Report every line of the data that includes "cloned".

DATASET CONTENT START

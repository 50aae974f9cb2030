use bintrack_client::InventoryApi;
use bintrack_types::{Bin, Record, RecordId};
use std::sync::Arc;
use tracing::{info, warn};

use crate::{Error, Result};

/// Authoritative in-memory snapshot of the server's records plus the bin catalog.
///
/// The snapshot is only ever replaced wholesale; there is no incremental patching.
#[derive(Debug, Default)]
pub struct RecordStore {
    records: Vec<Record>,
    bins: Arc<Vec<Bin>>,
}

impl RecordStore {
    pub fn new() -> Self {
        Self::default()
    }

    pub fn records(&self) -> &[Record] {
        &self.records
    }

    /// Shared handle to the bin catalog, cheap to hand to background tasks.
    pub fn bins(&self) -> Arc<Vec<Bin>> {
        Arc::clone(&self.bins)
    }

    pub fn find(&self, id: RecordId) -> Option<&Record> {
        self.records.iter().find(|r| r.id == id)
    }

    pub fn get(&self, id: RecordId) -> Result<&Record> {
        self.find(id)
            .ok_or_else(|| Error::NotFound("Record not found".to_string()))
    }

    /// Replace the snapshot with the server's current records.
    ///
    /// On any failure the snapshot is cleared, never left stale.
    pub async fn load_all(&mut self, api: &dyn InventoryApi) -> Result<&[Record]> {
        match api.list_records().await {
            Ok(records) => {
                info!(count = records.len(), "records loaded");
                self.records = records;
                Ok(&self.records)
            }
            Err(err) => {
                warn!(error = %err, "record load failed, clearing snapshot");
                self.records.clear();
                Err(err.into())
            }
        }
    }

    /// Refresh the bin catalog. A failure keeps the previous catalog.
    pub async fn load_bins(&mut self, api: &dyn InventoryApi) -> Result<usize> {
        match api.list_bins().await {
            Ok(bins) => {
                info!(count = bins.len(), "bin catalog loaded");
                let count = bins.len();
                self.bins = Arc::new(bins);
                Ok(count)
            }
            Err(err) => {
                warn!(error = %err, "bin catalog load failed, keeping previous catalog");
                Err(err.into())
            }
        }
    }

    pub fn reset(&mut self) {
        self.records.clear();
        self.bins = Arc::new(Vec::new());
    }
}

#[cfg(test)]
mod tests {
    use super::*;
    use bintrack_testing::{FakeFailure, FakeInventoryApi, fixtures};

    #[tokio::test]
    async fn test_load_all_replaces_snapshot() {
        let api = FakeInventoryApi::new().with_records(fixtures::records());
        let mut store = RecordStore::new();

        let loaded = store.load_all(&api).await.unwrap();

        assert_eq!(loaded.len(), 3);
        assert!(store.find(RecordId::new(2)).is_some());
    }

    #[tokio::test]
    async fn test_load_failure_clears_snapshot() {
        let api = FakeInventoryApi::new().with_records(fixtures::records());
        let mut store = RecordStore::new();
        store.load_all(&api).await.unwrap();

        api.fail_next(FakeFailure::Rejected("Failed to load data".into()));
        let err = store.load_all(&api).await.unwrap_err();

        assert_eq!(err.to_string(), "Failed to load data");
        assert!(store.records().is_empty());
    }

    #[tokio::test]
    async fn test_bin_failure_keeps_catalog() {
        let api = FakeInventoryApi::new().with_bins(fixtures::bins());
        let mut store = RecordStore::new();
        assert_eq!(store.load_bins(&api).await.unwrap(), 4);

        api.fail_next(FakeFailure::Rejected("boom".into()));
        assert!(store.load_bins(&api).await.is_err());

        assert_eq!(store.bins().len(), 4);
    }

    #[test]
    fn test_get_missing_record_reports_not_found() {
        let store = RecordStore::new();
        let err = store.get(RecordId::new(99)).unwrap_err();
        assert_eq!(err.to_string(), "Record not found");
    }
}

DATASET CONTENT END
DATASET CONTENT START

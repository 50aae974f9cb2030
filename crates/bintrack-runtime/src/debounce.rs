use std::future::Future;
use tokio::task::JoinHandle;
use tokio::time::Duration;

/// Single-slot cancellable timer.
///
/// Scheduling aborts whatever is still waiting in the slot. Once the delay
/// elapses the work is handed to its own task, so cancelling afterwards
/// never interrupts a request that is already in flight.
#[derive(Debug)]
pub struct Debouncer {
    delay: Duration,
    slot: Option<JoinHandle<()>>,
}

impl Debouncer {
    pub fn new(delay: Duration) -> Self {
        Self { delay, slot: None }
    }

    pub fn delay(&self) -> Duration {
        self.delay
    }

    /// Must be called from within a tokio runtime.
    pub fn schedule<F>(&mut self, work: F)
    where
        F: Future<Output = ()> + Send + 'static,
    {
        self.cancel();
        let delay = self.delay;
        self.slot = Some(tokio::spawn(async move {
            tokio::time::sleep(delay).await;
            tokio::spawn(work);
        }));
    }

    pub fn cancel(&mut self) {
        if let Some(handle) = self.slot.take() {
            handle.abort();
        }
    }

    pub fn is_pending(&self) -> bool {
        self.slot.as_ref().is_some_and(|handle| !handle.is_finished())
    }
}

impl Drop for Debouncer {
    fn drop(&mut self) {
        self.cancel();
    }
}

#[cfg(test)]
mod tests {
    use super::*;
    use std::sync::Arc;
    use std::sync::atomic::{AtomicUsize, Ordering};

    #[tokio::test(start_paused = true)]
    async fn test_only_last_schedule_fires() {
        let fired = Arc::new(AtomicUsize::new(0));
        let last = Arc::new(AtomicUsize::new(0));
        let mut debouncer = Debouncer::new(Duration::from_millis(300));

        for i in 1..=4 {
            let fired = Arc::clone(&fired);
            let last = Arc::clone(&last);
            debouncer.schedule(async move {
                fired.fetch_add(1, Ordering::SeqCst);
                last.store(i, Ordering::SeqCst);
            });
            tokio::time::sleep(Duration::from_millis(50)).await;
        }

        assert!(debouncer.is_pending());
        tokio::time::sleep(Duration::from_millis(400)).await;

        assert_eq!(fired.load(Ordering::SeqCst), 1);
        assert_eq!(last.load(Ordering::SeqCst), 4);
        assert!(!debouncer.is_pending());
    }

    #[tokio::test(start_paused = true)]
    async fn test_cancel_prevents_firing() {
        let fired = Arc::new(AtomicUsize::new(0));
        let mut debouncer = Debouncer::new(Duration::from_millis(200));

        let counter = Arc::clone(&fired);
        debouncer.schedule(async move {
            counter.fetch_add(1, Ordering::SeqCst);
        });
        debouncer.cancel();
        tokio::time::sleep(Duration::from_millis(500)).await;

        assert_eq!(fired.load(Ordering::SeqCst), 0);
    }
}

DATASET CONTENT END
DATASET CONTENT START

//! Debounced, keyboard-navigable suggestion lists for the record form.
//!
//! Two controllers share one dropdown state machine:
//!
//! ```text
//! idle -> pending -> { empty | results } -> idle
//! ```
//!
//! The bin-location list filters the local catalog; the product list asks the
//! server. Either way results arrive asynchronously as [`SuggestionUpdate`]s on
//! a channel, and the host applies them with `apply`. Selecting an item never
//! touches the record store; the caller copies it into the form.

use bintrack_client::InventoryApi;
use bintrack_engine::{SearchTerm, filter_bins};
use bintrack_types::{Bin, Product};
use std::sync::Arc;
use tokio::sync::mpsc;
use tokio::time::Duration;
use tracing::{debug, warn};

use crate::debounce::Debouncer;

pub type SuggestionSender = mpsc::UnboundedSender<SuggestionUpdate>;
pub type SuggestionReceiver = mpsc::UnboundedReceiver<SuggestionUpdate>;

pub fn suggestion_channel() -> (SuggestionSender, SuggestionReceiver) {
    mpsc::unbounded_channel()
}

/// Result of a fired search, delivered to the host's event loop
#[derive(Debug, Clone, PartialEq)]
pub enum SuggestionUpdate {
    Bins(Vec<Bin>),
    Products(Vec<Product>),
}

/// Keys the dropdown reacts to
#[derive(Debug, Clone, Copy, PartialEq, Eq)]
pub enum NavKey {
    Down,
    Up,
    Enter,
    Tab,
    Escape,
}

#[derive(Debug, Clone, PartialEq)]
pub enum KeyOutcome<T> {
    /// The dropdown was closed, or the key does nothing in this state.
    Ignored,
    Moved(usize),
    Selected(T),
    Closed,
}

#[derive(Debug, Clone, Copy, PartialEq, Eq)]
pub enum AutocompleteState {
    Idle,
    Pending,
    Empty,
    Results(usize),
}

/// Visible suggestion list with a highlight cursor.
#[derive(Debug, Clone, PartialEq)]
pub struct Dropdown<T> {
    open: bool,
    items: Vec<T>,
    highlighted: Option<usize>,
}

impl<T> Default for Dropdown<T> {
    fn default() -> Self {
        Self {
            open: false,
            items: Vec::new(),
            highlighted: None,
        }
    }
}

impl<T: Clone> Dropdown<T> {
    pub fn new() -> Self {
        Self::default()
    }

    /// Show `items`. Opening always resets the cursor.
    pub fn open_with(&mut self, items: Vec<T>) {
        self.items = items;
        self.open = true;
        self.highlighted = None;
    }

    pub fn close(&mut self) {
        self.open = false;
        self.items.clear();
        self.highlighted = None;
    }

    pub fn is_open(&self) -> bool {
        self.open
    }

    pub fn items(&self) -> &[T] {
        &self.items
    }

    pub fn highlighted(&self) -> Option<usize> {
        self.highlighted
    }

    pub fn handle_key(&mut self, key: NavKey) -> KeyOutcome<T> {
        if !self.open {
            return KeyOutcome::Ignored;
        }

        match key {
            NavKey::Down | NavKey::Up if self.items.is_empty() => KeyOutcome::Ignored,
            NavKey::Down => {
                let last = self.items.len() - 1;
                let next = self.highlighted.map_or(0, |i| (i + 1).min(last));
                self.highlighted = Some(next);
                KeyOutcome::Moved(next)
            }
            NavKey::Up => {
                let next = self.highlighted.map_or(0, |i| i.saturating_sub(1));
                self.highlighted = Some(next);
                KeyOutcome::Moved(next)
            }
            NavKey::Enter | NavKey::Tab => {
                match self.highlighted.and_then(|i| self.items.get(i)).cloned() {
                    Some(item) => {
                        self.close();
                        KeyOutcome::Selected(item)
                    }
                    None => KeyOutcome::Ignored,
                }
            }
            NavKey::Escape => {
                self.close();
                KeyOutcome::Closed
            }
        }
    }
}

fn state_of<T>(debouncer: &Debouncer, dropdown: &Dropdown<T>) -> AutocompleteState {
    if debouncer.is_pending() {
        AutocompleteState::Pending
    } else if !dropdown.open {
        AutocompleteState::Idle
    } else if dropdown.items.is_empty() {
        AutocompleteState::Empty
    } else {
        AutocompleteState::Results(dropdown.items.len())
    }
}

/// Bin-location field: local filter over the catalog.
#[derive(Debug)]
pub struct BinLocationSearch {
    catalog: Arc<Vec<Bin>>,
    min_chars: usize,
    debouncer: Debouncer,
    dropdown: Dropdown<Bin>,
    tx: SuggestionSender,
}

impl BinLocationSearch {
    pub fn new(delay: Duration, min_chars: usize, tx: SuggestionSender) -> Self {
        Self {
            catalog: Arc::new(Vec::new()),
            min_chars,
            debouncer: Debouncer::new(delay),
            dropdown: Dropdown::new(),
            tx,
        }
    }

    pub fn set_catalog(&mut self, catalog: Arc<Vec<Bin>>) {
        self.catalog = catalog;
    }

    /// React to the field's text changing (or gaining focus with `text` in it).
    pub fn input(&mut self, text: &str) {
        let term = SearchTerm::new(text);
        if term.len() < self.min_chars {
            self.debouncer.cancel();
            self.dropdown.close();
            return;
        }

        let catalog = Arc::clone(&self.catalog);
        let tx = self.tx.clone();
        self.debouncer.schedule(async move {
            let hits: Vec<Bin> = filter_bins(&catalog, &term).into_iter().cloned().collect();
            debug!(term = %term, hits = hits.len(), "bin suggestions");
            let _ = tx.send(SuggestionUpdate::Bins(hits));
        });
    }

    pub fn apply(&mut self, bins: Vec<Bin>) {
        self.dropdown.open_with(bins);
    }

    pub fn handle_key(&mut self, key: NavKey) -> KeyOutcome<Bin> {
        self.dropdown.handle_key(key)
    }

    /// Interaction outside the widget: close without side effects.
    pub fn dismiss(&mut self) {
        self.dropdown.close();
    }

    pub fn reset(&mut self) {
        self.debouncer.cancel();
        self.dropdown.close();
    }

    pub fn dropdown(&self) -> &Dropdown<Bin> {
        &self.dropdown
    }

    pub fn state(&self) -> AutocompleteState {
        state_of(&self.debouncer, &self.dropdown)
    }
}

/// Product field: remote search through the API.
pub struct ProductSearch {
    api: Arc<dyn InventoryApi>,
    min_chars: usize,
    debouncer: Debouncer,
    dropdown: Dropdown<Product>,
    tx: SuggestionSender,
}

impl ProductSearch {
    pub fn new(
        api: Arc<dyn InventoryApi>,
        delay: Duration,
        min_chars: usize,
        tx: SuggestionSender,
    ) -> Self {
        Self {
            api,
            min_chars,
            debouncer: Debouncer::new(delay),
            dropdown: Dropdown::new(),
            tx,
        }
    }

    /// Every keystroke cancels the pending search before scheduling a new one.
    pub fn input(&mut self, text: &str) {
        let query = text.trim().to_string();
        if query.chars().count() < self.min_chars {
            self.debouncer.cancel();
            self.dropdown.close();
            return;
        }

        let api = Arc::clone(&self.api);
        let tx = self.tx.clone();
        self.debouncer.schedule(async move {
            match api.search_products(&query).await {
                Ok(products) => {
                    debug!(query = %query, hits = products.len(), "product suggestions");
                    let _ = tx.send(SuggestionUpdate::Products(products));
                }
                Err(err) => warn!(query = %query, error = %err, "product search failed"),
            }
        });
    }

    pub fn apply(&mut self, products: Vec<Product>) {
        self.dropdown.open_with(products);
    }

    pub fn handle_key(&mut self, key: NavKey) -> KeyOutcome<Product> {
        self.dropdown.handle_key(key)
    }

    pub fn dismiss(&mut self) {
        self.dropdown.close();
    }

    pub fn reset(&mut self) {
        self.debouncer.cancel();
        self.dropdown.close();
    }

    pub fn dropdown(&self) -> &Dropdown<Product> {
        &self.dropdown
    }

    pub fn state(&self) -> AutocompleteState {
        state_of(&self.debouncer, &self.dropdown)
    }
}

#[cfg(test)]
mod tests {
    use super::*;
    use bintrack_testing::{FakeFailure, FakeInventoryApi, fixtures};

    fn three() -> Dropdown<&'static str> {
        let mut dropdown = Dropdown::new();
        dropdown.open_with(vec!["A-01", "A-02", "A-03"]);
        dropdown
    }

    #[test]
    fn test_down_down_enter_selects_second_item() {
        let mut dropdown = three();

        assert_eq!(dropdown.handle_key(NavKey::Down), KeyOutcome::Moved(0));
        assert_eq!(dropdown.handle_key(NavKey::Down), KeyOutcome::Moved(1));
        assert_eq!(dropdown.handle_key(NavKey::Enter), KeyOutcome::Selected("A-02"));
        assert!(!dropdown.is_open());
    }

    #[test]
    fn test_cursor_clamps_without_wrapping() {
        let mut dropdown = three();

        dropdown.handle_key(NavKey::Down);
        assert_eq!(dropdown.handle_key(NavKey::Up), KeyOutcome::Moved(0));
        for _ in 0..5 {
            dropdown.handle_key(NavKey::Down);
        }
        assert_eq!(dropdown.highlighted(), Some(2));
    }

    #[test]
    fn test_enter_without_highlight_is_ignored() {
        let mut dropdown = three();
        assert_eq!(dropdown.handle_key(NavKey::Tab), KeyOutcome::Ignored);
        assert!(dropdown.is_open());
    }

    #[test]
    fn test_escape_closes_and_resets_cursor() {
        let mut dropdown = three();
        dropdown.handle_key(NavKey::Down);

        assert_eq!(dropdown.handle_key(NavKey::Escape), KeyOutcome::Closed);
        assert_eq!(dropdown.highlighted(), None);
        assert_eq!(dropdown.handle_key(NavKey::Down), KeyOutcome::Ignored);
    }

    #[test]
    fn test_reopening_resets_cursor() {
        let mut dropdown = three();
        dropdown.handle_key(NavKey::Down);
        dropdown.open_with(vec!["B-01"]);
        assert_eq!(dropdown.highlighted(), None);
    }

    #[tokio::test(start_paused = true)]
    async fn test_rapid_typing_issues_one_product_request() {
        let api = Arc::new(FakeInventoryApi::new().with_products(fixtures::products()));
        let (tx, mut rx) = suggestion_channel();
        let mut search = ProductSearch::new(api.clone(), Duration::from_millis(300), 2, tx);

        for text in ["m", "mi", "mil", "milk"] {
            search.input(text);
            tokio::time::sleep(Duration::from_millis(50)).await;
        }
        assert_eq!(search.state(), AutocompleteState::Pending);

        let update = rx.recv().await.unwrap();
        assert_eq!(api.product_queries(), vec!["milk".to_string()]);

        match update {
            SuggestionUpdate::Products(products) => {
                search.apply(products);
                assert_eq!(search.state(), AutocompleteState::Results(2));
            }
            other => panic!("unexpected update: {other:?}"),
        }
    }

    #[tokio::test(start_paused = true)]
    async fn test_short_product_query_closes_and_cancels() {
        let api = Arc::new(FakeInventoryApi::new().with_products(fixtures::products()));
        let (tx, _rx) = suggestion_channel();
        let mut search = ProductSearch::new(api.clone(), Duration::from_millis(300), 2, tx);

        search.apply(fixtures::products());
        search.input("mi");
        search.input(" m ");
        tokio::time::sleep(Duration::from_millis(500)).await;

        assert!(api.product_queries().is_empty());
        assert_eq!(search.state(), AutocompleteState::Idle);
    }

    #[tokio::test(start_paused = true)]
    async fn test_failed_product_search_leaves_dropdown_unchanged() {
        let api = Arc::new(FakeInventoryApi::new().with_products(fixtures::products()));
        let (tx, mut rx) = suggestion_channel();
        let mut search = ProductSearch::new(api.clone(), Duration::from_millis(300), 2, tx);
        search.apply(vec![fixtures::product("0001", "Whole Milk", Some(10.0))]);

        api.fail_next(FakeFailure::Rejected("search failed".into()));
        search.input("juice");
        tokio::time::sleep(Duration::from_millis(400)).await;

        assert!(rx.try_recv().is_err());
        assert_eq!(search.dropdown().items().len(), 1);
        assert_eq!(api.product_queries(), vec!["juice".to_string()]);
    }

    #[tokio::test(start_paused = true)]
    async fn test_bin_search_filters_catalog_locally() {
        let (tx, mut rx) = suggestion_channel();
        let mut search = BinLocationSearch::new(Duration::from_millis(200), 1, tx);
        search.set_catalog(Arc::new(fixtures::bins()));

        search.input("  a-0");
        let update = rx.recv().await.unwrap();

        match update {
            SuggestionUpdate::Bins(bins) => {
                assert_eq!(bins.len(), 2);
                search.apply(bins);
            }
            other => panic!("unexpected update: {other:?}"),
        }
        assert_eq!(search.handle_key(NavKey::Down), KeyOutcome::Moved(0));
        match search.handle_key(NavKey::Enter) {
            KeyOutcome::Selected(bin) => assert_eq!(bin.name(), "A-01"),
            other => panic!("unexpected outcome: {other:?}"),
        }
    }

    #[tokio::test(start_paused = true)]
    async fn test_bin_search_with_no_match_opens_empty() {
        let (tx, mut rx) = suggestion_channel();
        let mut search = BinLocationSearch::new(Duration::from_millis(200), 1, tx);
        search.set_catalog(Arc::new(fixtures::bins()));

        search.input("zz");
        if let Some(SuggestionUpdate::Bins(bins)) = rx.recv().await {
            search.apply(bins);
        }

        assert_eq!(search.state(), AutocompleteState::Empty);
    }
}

DATASET CONTENT END

**SOLUTION BELOW**
                match self.highlighted.and_then(|i| self.items.get(i)).cloned() {
            let hits: Vec<Bin> = filter_bins(&catalog, &term).into_iter().cloned().collect();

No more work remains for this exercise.